A parole board considers the release of a prisoner: Will he be violent again? A hiring officer considers a job candidate: Will she be a valuable asset to the company? A young couple considers marriage: Will they have a happy marriage?
The cached wisdom for making such high-stakes predictions is to have experts gather as much evidence as possible, weigh this evidence, and make a judgment. But 60 years of research has shown that in hundreds of cases, a simple formula called a statistical prediction rule (SPR) makes better predictions than leading experts do.

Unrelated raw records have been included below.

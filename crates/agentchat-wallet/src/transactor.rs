use agentchat_core::collab::{SubmitError, TransactionReceipt, TransactionSubmitter};
use agentchat_core::normalize::{TransactionCall, TransactionPayload};
use alloy::{
    network::{Ethereum, EthereumWallet, TransactionBuilder},
    primitives::{Address, B256, Bytes, U256},
    providers::{
        Identity, Provider, ProviderBuilder, RootProvider,
        fillers::{
            BlobGasFiller, ChainIdFiller, FillProvider, GasFiller, JoinFill, NonceFiller,
            WalletFiller,
        },
    },
    rpc::types::TransactionRequest,
    signers::local::PrivateKeySigner,
};
use anyhow::{Context, Result};
use async_trait::async_trait;
use std::str::FromStr;

use crate::{BASE_CHAIN_ID, BASESCAN_TX_URL};

/// The concrete provider type returned by `ProviderBuilder::new().wallet(..).connect_http(..)`.
type WalletProvider = FillProvider<
    JoinFill<
        JoinFill<
            Identity,
            JoinFill<GasFiller, JoinFill<BlobGasFiller, JoinFill<NonceFiller, ChainIdFiller>>>,
        >,
        WalletFiller<EthereumWallet>,
    >,
    RootProvider,
    Ethereum,
>;

/// Executes `walletSendCalls` requests on Base, one transaction per call.
pub struct BaseTransactor {
    provider: WalletProvider,
    address: Address,
}

impl BaseTransactor {
    pub fn new(signer: PrivateKeySigner, rpc_url: &str) -> Result<Self> {
        let address = signer.address();
        let provider = ProviderBuilder::new()
            .wallet(signer)
            .connect_http(rpc_url.parse().context("invalid RPC URL")?);
        Ok(Self { provider, address })
    }

    pub fn address(&self) -> Address {
        self.address
    }
}

fn parse_hex_u256(raw: &str) -> Result<U256, SubmitError> {
    let digits = raw.strip_prefix("0x").unwrap_or(raw);
    if digits.is_empty() {
        return Ok(U256::ZERO);
    }
    U256::from_str_radix(digits, 16)
        .map_err(|e| SubmitError::Invalid(format!("bad value {raw}: {e}")))
}

/// Convert one call into an alloy request for `chain_id`.
pub fn to_alloy_request(call: &TransactionCall, chain_id: u64) -> Result<TransactionRequest, SubmitError> {
    let to = call
        .to
        .as_deref()
        .ok_or_else(|| SubmitError::Invalid("call has no recipient".into()))?;
    let to = Address::from_str(to).map_err(|e| SubmitError::Invalid(format!("bad recipient {to}: {e}")))?;

    let mut tx = TransactionRequest::default()
        .with_to(to)
        .with_chain_id(chain_id);
    if let Some(value) = call.value.as_deref() {
        tx = tx.with_value(parse_hex_u256(value)?);
    }
    if let Some(data) = call.data.as_deref() {
        let data = Bytes::from_str(data).map_err(|e| SubmitError::Invalid(format!("bad calldata: {e}")))?;
        tx = tx.with_input(data);
    }
    Ok(tx)
}

fn chain_of(payload: &TransactionPayload) -> Result<u64, SubmitError> {
    if payload.chain_id.is_empty() {
        return Ok(BASE_CHAIN_ID);
    }
    payload
        .chain_id_u64()
        .ok_or_else(|| SubmitError::Invalid(format!("bad chain id {}", payload.chain_id)))
}

#[async_trait]
impl TransactionSubmitter for BaseTransactor {
    async fn submit(&self, payload: &TransactionPayload) -> Result<TransactionReceipt, SubmitError> {
        let chain_id = chain_of(payload)?;
        if chain_id != BASE_CHAIN_ID {
            return Err(SubmitError::Invalid(format!("unsupported chain {chain_id}")));
        }
        if payload.calls.is_empty() {
            return Err(SubmitError::Invalid("no calls".into()));
        }
        let requests = payload
            .calls
            .iter()
            .map(|call| to_alloy_request(call, chain_id))
            .collect::<Result<Vec<_>, _>>()?;

        let mut tx_hashes = Vec::with_capacity(requests.len());
        for tx in requests {
            let pending = self
                .provider
                .send_transaction(tx)
                .await
                .map_err(|e| SubmitError::Failed(e.to_string()))?;
            let tx_hash = *pending.tx_hash();
            tracing::info!(%tx_hash, "transaction sent, waiting for confirmation");
            pending
                .get_receipt()
                .await
                .map_err(|e| SubmitError::Failed(e.to_string()))?;
            tx_hashes.push(format!("{tx_hash:#x}"));
        }
        Ok(TransactionReceipt { tx_hashes })
    }
}

/// Build a basescan explorer URL for a transaction hash.
pub fn explorer_url(tx_hash: &B256) -> String {
    format!("{BASESCAN_TX_URL}{tx_hash:#x}")
}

Or, more exactly:
When based on the same evidence, the predictions of SPRs are at least as reliable as, and are typically more reliable than, the predictions of human experts for problems of social prediction.1
For example, one SPR developed in 1995 predicts the price of mature Bordeaux red wines at auction better than expert wine tasters do. Reaction from the wine-tasting industry to such wine-predicting SPRs has been "somewhere between violent and hysterical."
How does the SPR work? This particular SPR is called a proper linear model, which has the form:
P = w1(c1) + w2(c2) + w3(c3) + ...wn(cn)
The model calculates the summed result P, which aims to predict a target property such as wine price, on the basis of a series of cues. Above, cn is the value of the nth cue, and wn is the weight assigned to the nth cue.2
In the wine-predicting SPR, c1 reflects the age of the vintage, and other cues reflect relevant climatic features where the grapes were grown. The weights for the cues were assigned on the basis of a comparison of these cues to a large set of data on past market prices for mature Bordeaux wines.3
There are other ways to construct SPRs, but rather than survey these details, I will instead survey the incredible success of SPRs.
- Howard and Dawes (1976) found they can reliably predict marital happiness with one of the simplest SPRs ever conceived, using only two cues: P = [rate of lovemaking] - [rate of fighting]. The reliability of this SPR was confirmed by Edwards & Edwards (1977) and by Thornton (1979).
- Unstructured interviews reliably degrade the decisions of gatekeepers (e.g. hiring and admissions officers, parole boards, etc.). Gatekeepers (and SPRs) make better decisions on the basis of dossiers alone than on the basis of dossiers and unstructured interviews. (Bloom and Brundage 1947, DeVaul et. al. 1957, Oskamp 1965, Milstein et. al. 1981; Hunter & Hunter 1984; Wiesner & Cronshaw 1988). If you're hiring, you're probably better off not doing interviews.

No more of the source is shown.